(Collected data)
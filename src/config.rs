/// Bus configuration: serial parameters, engine settings, device profiles
///
/// Configuration is plain data loaded from YAML (or JSON). Serial parameters
/// vary by device family (9600 8N1, 9600 8N2, 4800 8N1, ...), so they live
/// here rather than in the engine.
///
/// ```yaml
/// serial:
///   port: /dev/ttyUSB0
///   baud_rate: 9600
///   stop_bits: two
/// master:
///   resync: zero_or_ff
/// devices:
///   - name: cabinet-th
///     scan_range: { start: 1, end: 247 }
///     block: { function: input, start: 0, count: 2 }
///     registers:
///       - { name: temperature, offset: 3, format: i16, scale: 0.1 }
///       - { name: humidity, offset: 5, format: u16, scale: 0.1 }
/// ```

use std::fs;
use std::path::Path;

use serde::{Deserialize, Serialize};

use crate::aligner::ResyncPolicy;
use crate::error::{ModbusError, ModbusResult};
use crate::protocol::{expected_read_len, FunctionCode, SlaveId, MIN_FRAME_LEN};
use crate::register_map::RegisterMap;
use crate::scanner::{ProbeSpec, ScanRange};
use crate::transport::DEFAULT_SETTLE_MS;
use crate::{MAX_REGISTERS_PER_REQUEST, MAX_RTU_FRAME_SIZE};

/// Number of data bits per character
#[derive(Debug, Clone, Copy, PartialEq, Eq, Default, Serialize, Deserialize)]
#[serde(rename_all = "snake_case")]
pub enum DataBits {
    Seven,
    #[default]
    Eight,
}

/// Parity checking mode
#[derive(Debug, Clone, Copy, PartialEq, Eq, Default, Serialize, Deserialize)]
#[serde(rename_all = "snake_case")]
pub enum Parity {
    #[default]
    None,
    Odd,
    Even,
}

/// Number of stop bits
#[derive(Debug, Clone, Copy, PartialEq, Eq, Default, Serialize, Deserialize)]
#[serde(rename_all = "snake_case")]
pub enum StopBits {
    #[default]
    One,
    Two,
}

impl From<DataBits> for serialport::DataBits {
    fn from(bits: DataBits) -> Self {
        match bits {
            DataBits::Seven => serialport::DataBits::Seven,
            DataBits::Eight => serialport::DataBits::Eight,
        }
    }
}

impl From<Parity> for serialport::Parity {
    fn from(parity: Parity) -> Self {
        match parity {
            Parity::None => serialport::Parity::None,
            Parity::Odd => serialport::Parity::Odd,
            Parity::Even => serialport::Parity::Even,
        }
    }
}

impl From<StopBits> for serialport::StopBits {
    fn from(bits: StopBits) -> Self {
        match bits {
            StopBits::One => serialport::StopBits::One,
            StopBits::Two => serialport::StopBits::Two,
        }
    }
}

fn default_baud_rate() -> u32 {
    9600
}

fn default_settle_ms() -> u64 {
    DEFAULT_SETTLE_MS
}

fn default_read_timeout_ms() -> u64 {
    50
}

/// Serial line parameters
#[derive(Debug, Clone, PartialEq, Eq, Serialize, Deserialize)]
pub struct SerialConfig {
    /// Port name/path ("/dev/ttyUSB0", "COM3")
    pub port: String,
    #[serde(default = "default_baud_rate")]
    pub baud_rate: u32,
    #[serde(default)]
    pub data_bits: DataBits,
    #[serde(default)]
    pub parity: Parity,
    #[serde(default)]
    pub stop_bits: StopBits,
    /// Fixed wait between writing a request and reading the answer
    #[serde(default = "default_settle_ms")]
    pub settle_ms: u64,
    /// Timeout of a single byte read once data is known to be available
    #[serde(default = "default_read_timeout_ms")]
    pub read_timeout_ms: u64,
}

impl SerialConfig {
    /// 8N1 with the default settle delay
    pub fn new(port: &str, baud_rate: u32) -> Self {
        Self {
            port: port.to_string(),
            baud_rate,
            data_bits: DataBits::default(),
            parity: Parity::default(),
            stop_bits: StopBits::default(),
            settle_ms: DEFAULT_SETTLE_MS,
            read_timeout_ms: default_read_timeout_ms(),
        }
    }

    /// Builder-style stop bits override (8N2 devices)
    pub fn with_stop_bits(mut self, stop_bits: StopBits) -> Self {
        self.stop_bits = stop_bits;
        self
    }

    /// Check the serial parameters
    pub fn validate(&self) -> ModbusResult<()> {
        if self.port.is_empty() {
            return Err(ModbusError::configuration("Serial port name is empty"));
        }
        if self.baud_rate == 0 {
            return Err(ModbusError::configuration("Baud rate must be positive"));
        }
        Ok(())
    }
}

fn default_capture_capacity() -> usize {
    MAX_RTU_FRAME_SIZE
}

/// Transaction engine settings
#[derive(Debug, Clone, Copy, PartialEq, Eq, Serialize, Deserialize)]
pub struct MasterConfig {
    /// Size of the response buffer; captures stop once it is full
    #[serde(default = "default_capture_capacity")]
    pub capture_capacity: usize,
    /// Leading bytes that restart the capture
    #[serde(default)]
    pub resync: ResyncPolicy,
    /// Hex dump every frame through `tracing`
    #[serde(default)]
    pub packet_logging: bool,
}

impl Default for MasterConfig {
    fn default() -> Self {
        Self {
            capture_capacity: default_capture_capacity(),
            resync: ResyncPolicy::default(),
            packet_logging: false,
        }
    }
}

impl MasterConfig {
    /// Check the engine settings
    pub fn validate(&self) -> ModbusResult<()> {
        if self.capture_capacity < MIN_FRAME_LEN {
            return Err(ModbusError::configuration(format!(
                "Capture capacity {} is below the minimum frame length {}",
                self.capture_capacity, MIN_FRAME_LEN
            )));
        }
        Ok(())
    }
}

/// Register block read from a device in one transaction
#[derive(Debug, Clone, Copy, PartialEq, Eq, Serialize, Deserialize)]
pub struct ReadBlock {
    pub function: FunctionCode,
    pub start: u16,
    pub count: u16,
}

impl ReadBlock {
    /// Length of the response frame this block produces
    pub fn response_len(&self) -> usize {
        expected_read_len(self.count)
    }
}

/// One field device on the bus
#[derive(Debug, Clone, PartialEq, Serialize, Deserialize)]
pub struct DeviceProfile {
    pub name: String,
    /// Known slave address; `None` means discover it by scanning
    #[serde(default)]
    pub address: Option<SlaveId>,
    #[serde(default)]
    pub scan_range: ScanRange,
    /// Probe used while scanning; defaults to reading `block`
    #[serde(default)]
    pub probe: Option<ProbeSpec>,
    pub block: ReadBlock,
    #[serde(default)]
    pub registers: RegisterMap,
}

impl DeviceProfile {
    /// Probe transaction for address discovery
    pub fn probe_spec(&self) -> ProbeSpec {
        self.probe.unwrap_or(ProbeSpec {
            function: self.block.function,
            register: self.block.start,
            count: self.block.count,
        })
    }

    /// Check the profile against the frame it will decode
    pub fn validate(&self) -> ModbusResult<()> {
        if let Some(0) = self.address {
            return Err(ModbusError::configuration(format!(
                "Device '{}': address 0 is broadcast and never answers",
                self.name
            )));
        }
        self.scan_range.validate()?;

        if !self.block.function.is_read_function() {
            return Err(ModbusError::configuration(format!(
                "Device '{}': block function {} is not a read",
                self.name, self.block.function
            )));
        }
        if self.block.count == 0 || self.block.count > MAX_REGISTERS_PER_REQUEST {
            return Err(ModbusError::configuration(format!(
                "Device '{}': block count {} outside 1-{}",
                self.name, self.block.count, MAX_REGISTERS_PER_REQUEST
            )));
        }

        if let Some(probe) = self.probe {
            if !probe.function.is_read_function() {
                return Err(ModbusError::configuration(format!(
                    "Device '{}': probe function {} is not a read",
                    self.name, probe.function
                )));
            }
            if probe.count == 0 || probe.count > MAX_REGISTERS_PER_REQUEST {
                return Err(ModbusError::configuration(format!(
                    "Device '{}': probe count {} outside 1-{}",
                    self.name, probe.count, MAX_REGISTERS_PER_REQUEST
                )));
            }
        }

        let data_end = self.block.response_len() - 2;
        for spec in self.registers.specs() {
            let overruns = spec
                .offset
                .checked_add(spec.format.width())
                .map_or(true, |end| end > data_end);
            if overruns {
                return Err(ModbusError::configuration(format!(
                    "Device '{}': register '{}' at offset {} overruns {}-byte frame",
                    self.name,
                    spec.name,
                    spec.offset,
                    self.block.response_len()
                )));
            }
        }
        Ok(())
    }
}

/// Complete bus configuration
#[derive(Debug, Clone, PartialEq, Serialize, Deserialize)]
pub struct BusConfig {
    pub serial: SerialConfig,
    #[serde(default)]
    pub master: MasterConfig,
    #[serde(default)]
    pub devices: Vec<DeviceProfile>,
}

impl BusConfig {
    /// Parse and validate a YAML document
    pub fn from_yaml_str(text: &str) -> ModbusResult<Self> {
        let config: Self = serde_yaml::from_str(text)?;
        config.validate()?;
        Ok(config)
    }

    /// Parse and validate a JSON document
    pub fn from_json_str(text: &str) -> ModbusResult<Self> {
        let config: Self = serde_json::from_str(text)?;
        config.validate()?;
        Ok(config)
    }

    /// Load a configuration file; `.json` files are parsed as JSON, anything
    /// else as YAML
    pub fn from_file<P: AsRef<Path>>(path: P) -> ModbusResult<Self> {
        let path = path.as_ref();
        let text = fs::read_to_string(path).map_err(|e| {
            ModbusError::configuration(format!("Cannot read {}: {}", path.display(), e))
        })?;

        match path.extension().and_then(|ext| ext.to_str()) {
            Some("json") => Self::from_json_str(&text),
            _ => Self::from_yaml_str(&text),
        }
    }

    /// Check every section, including that each device's response fits the
    /// capture buffer
    pub fn validate(&self) -> ModbusResult<()> {
        self.serial.validate()?;
        self.master.validate()?;

        for device in &self.devices {
            device.validate()?;
            let needed = device.block.response_len().max(device.probe_spec().response_len());
            if needed > self.master.capture_capacity {
                return Err(ModbusError::configuration(format!(
                    "Device '{}' needs {} bytes but capture capacity is {}",
                    device.name, needed, self.master.capture_capacity
                )));
            }
        }
        Ok(())
    }

    /// Look up a device profile by name
    pub fn device(&self, name: &str) -> Option<&DeviceProfile> {
        self.devices.iter().find(|d| d.name == name)
    }
}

TASK PROMPT
Give a single number: the count of lines above that include the word "struct".

SOLUTION BELOW
5